Duurzaam Veilig
Het wegverkeerssysteem is inherent onveilig: het huidige systeem is zodanig vormgegeven dat het mogelijk is dat ongevallen ontstaan en ernstig letsel wordt veroorzaakt. Dat het wegverkeerssysteem inherent onveilig is en dat deze gedachte een uitgangspunt zou moeten zijn om het verkeer veiliger te krijgen, is vooral geïnspireerd op ontwikkelingen in andere sectoren zoals de luchtvaart en de procesindustrie waar dit besef al veel eerder was doorgedrongen.
Kortom: was voorheen vooral een curatieve aanpak van gebleken onveilige locaties gangbaar, Duurzaam Veilig zet daar een proactieve en preventieve aanpak tegenover.
Kortom: was voorheen vooral een curatieve aanpak van gebleken onveilige locaties gangbaar, Duurzaam Veilig zet daar een proactieve en preventieve aanpak tegenover.
Duurzaam Veilig betekent dat het hele verkeerssysteem wordt getoetst aan de eisen uit deze visie. Elementen die niet aan die eisen voldoen (bijvoorbeeld plaatsen waar fietsers en auto's elkaar ontmoeten) worden geëlimineerd. Een duurzaamveiligverkeersysteem is daarmee een systeem dat zo is ingericht dat de verkeersveiligheid minder afhankelijk is van de keuzes van individuele weggebruikers.

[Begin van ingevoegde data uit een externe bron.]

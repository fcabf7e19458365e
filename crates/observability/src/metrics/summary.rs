//! Derived metric views.

use chrono::{DateTime, Utc};
use serde::{Deserialize, Serialize};

use super::collector::LifetimeCounters;

/// Point-in-time view of the job queue, supplied by the scheduler.
#[derive(Debug, Clone, Copy, Default, PartialEq, Eq, Serialize, Deserialize)]
pub struct QueueSnapshot {
    pub pending: usize,
    pub running: usize,
    pub concurrency: usize,
    pub max_attempts: u32,
    pub base_retry_ms: u64,
}

/// API request health over the rolling window.
#[derive(Debug, Clone, Copy, PartialEq, Serialize, Deserialize)]
pub struct ApiSummary {
    pub requests: u64,
    pub errors: u64,
    /// 100.0 when the window holds no requests.
    pub availability_pct: f64,
    pub latency_p95_ms: f64,
}

/// Job execution health.
#[derive(Debug, Clone, Copy, PartialEq, Serialize, Deserialize)]
pub struct JobSummary {
    /// Derived from lifetime completed/failed counters, not the window.
    pub success_rate_pct: f64,
    pub duration_p95_ms: f64,
    pub queue_wait_p95_ms: f64,
    pub duration_samples: usize,
    pub queue_wait_samples: usize,
}

/// Everything the SLO evaluator and the text export need.
#[derive(Debug, Clone, PartialEq, Serialize, Deserialize)]
pub struct MetricsSummary {
    pub generated_at: DateTime<Utc>,
    pub window_secs: u64,
    pub api: ApiSummary,
    pub jobs: JobSummary,
    pub counters: LifetimeCounters,
    pub queue: QueueSnapshot,
}
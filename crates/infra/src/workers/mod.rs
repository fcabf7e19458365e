//! Background task plumbing shared by the job queue and the service.

pub mod scheduled;
pub mod supervisor;

pub use scheduled::ScheduledTask;
pub use supervisor::{SupervisorStats, TaskSupervisor};
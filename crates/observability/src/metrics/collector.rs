//! Sample store with a fixed rolling window and lifetime counters.

use std::collections::VecDeque;
use std::sync::{Arc, Mutex, PoisonError};

use chrono::{DateTime, Duration, Utc};
use serde::{Deserialize, Serialize};

use benchops_core::{Clock, SystemClock};

use super::percentile::p95;
use super::summary::{ApiSummary, JobSummary, MetricsSummary, QueueSnapshot};

/// Default sample retention: 15 minutes.
pub const DEFAULT_WINDOW_SECS: u64 = 15 * 60;

/// Tag of a windowed sample.
#[derive(Debug, Clone, Copy, PartialEq, Eq, Serialize, Deserialize)]
#[serde(rename_all = "snake_case")]
pub enum SampleKind {
    ApiLatency,
    JobDuration,
    QueueWait,
}

/// Monotonic counters for the whole process lifetime.
#[derive(Debug, Clone, Copy, Default, PartialEq, Eq, Serialize, Deserialize)]
pub struct LifetimeCounters {
    pub requests: u64,
    pub errors: u64,
    pub submitted: u64,
    pub completed: u64,
    pub failed: u64,
    pub retried: u64,
}

#[derive(Debug, Clone, Copy)]
struct Sample {
    at: DateTime<Utc>,
    value: f64,
    error: bool,
}

#[derive(Debug, Default)]
struct CollectorState {
    api: VecDeque<Sample>,
    job_duration: VecDeque<Sample>,
    queue_wait: VecDeque<Sample>,
    counters: LifetimeCounters,
}

impl CollectorState {
    fn samples_mut(&mut self, kind: SampleKind) -> &mut VecDeque<Sample> {
        match kind {
            SampleKind::ApiLatency => &mut self.api,
            SampleKind::JobDuration => &mut self.job_duration,
            SampleKind::QueueWait => &mut self.queue_wait,
        }
    }

    /// Drop every sample older than `cutoff`. Samples are appended in clock
    /// order, so each deque is pruned from the front.
    fn prune(&mut self, cutoff: DateTime<Utc>) {
        for samples in [&mut self.api, &mut self.job_duration, &mut self.queue_wait] {
            while samples.front().is_some_and(|s| s.at < cutoff) {
                samples.pop_front();
            }
        }
    }
}

/// Rolling metrics for API calls and job execution.
///
/// Sample arrays are bounded by the window; counters only ever grow.
pub struct MetricsCollector {
    window: Duration,
    clock: Arc<dyn Clock>,
    state: Mutex<CollectorState>,
}

impl std::fmt::Debug for MetricsCollector {
    fn fmt(&self, f: &mut std::fmt::Formatter<'_>) -> std::fmt::Result {
        f.debug_struct("MetricsCollector")
            .field("window", &self.window)
            .finish_non_exhaustive()
    }
}

impl Default for MetricsCollector {
    fn default() -> Self {
        Self::new(
            Duration::seconds(DEFAULT_WINDOW_SECS as i64),
            Arc::new(SystemClock),
        )
    }
}

impl MetricsCollector {
    pub fn new(window: Duration, clock: Arc<dyn Clock>) -> Self {
        Self {
            window,
            clock,
            state: Mutex::new(CollectorState::default()),
        }
    }

    pub fn window(&self) -> Duration {
        self.window
    }

    fn with_state<T>(&self, f: impl FnOnce(&mut CollectorState) -> T) -> T {
        let mut state = self.state.lock().unwrap_or_else(PoisonError::into_inner);
        f(&mut state)
    }

    fn record(&self, kind: SampleKind, value: f64, error: bool) {
        let now = self.clock.now();
        let cutoff = now - self.window;
        self.with_state(|state| {
            state.samples_mut(kind).push_back(Sample {
                at: now,
                value,
                error,
            });
            state.prune(cutoff);
        });
    }

    /// Record one served API request.
    pub fn record_api_request(&self, latency_ms: f64, is_error: bool) {
        self.with_state(|state| {
            state.counters.requests += 1;
            if is_error {
                state.counters.errors += 1;
            }
        });
        self.record(SampleKind::ApiLatency, latency_ms, is_error);
    }

    pub fn record_job_submitted(&self) {
        self.with_state(|state| state.counters.submitted += 1);
    }

    /// Record a successful job run and its duration.
    pub fn record_job_completed(&self, duration_ms: f64) {
        self.with_state(|state| state.counters.completed += 1);
        self.record(SampleKind::JobDuration, duration_ms, false);
    }

    /// Record a job that exhausted its attempts.
    pub fn record_job_failed(&self) {
        self.with_state(|state| state.counters.failed += 1);
    }

    pub fn record_job_retried(&self) {
        self.with_state(|state| state.counters.retried += 1);
    }

    /// Record how long a job sat in the queue before an attempt started.
    pub fn record_queue_wait(&self, wait_ms: f64) {
        self.record(SampleKind::QueueWait, wait_ms, false);
    }

    pub fn counters(&self) -> LifetimeCounters {
        self.with_state(|state| state.counters)
    }

    /// Number of retained samples of one kind (after pruning).
    pub fn sample_count(&self, kind: SampleKind) -> usize {
        let cutoff = self.clock.now() - self.window;
        self.with_state(|state| {
            state.prune(cutoff);
            state.samples_mut(kind).len()
        })
    }

    /// Derive a summary from the current window, lifetime counters and `queue`.
    pub fn build_summary(&self, queue: QueueSnapshot) -> MetricsSummary {
        let now = self.clock.now();
        let cutoff = now - self.window;

        let (api_values, api_errors, durations, waits, counters) = self.with_state(|state| {
            state.prune(cutoff);
            let api_values: Vec<f64> = state.api.iter().map(|s| s.value).collect();
            let api_errors = state.api.iter().filter(|s| s.error).count() as u64;
            let durations: Vec<f64> = state.job_duration.iter().map(|s| s.value).collect();
            let waits: Vec<f64> = state.queue_wait.iter().map(|s| s.value).collect();
            (api_values, api_errors, durations, waits, state.counters)
        });

        let requests = api_values.len() as u64;
        let availability_pct = if requests == 0 {
            100.0
        } else {
            (requests - api_errors) as f64 / requests as f64 * 100.0
        };

        let terminal = counters.completed + counters.failed;
        let success_rate_pct = if terminal == 0 {
            100.0
        } else {
            counters.completed as f64 / terminal as f64 * 100.0
        };

        MetricsSummary {
            generated_at: now,
            window_secs: self.window.num_seconds().max(0) as u64,
            api: ApiSummary {
                requests,
                errors: api_errors,
                availability_pct,
                latency_p95_ms: p95(&api_values),
            },
            jobs: JobSummary {
                success_rate_pct,
                duration_p95_ms: p95(&durations),
                queue_wait_p95_ms: p95(&waits),
                duration_samples: durations.len(),
                queue_wait_samples: waits.len(),
            },
            counters,
            queue,
        }
    }
}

Duurzaam Veilig wordt gedefinieerd als een systeem waarbij de mens de maat der dingen is, in een integrale aanpak van de componenten weg, voertuig en mens. De infrastructuur is afgestemd op de capaciteiten en de beperkingen van de mens, het voertuig biedt zowel ondersteuning bij de rijtaak als fysieke bescherming en de mens zelf is voldoende getraind, bovendien wordt zijn gedrag alsnog gecontroleerd.
Duurzaam?
Het woord ‘duurzaam’ is gekozen, geïnspireerd door het Brundland-rapport over duurzame ontwikkeling: een ontwikkeling die voorziet in de behoefte van de huidige generatie zonder afbreuk te doen aan de mogelijkheid om in de behoeften van toekomstige generaties te voorzien.
Duurzaam Veilig is begin jaren negentig gelanceerd, werd de jaren daarna geïmplementeerd, en is in 2005 geactualiseerd. De geactualiseerde visie is verschenen onder de naam ‘Door met Duurzaam Veilig’. Deze geactualiseerde visie kenmerkt zich door:
- het voortbouwen op de successen uit het verleden (verder veilig maken van de infrastructuur);
- meer aandacht voor en uitwerking van educatie, regelgeving en verkeershandhaving;
- een zwaarder accent op technologische ontwikkelingen;
- pleidooi voor een systeem van kwaliteitszorg;
- pleidooi voor een integrale aanpak van de verkeersveiligheid voor wat betreft maatregelen, veiligheidsprincipes en beleid;
- wijzen op het belang van goede evaluatie, kennisborging en kennisuitwisseling.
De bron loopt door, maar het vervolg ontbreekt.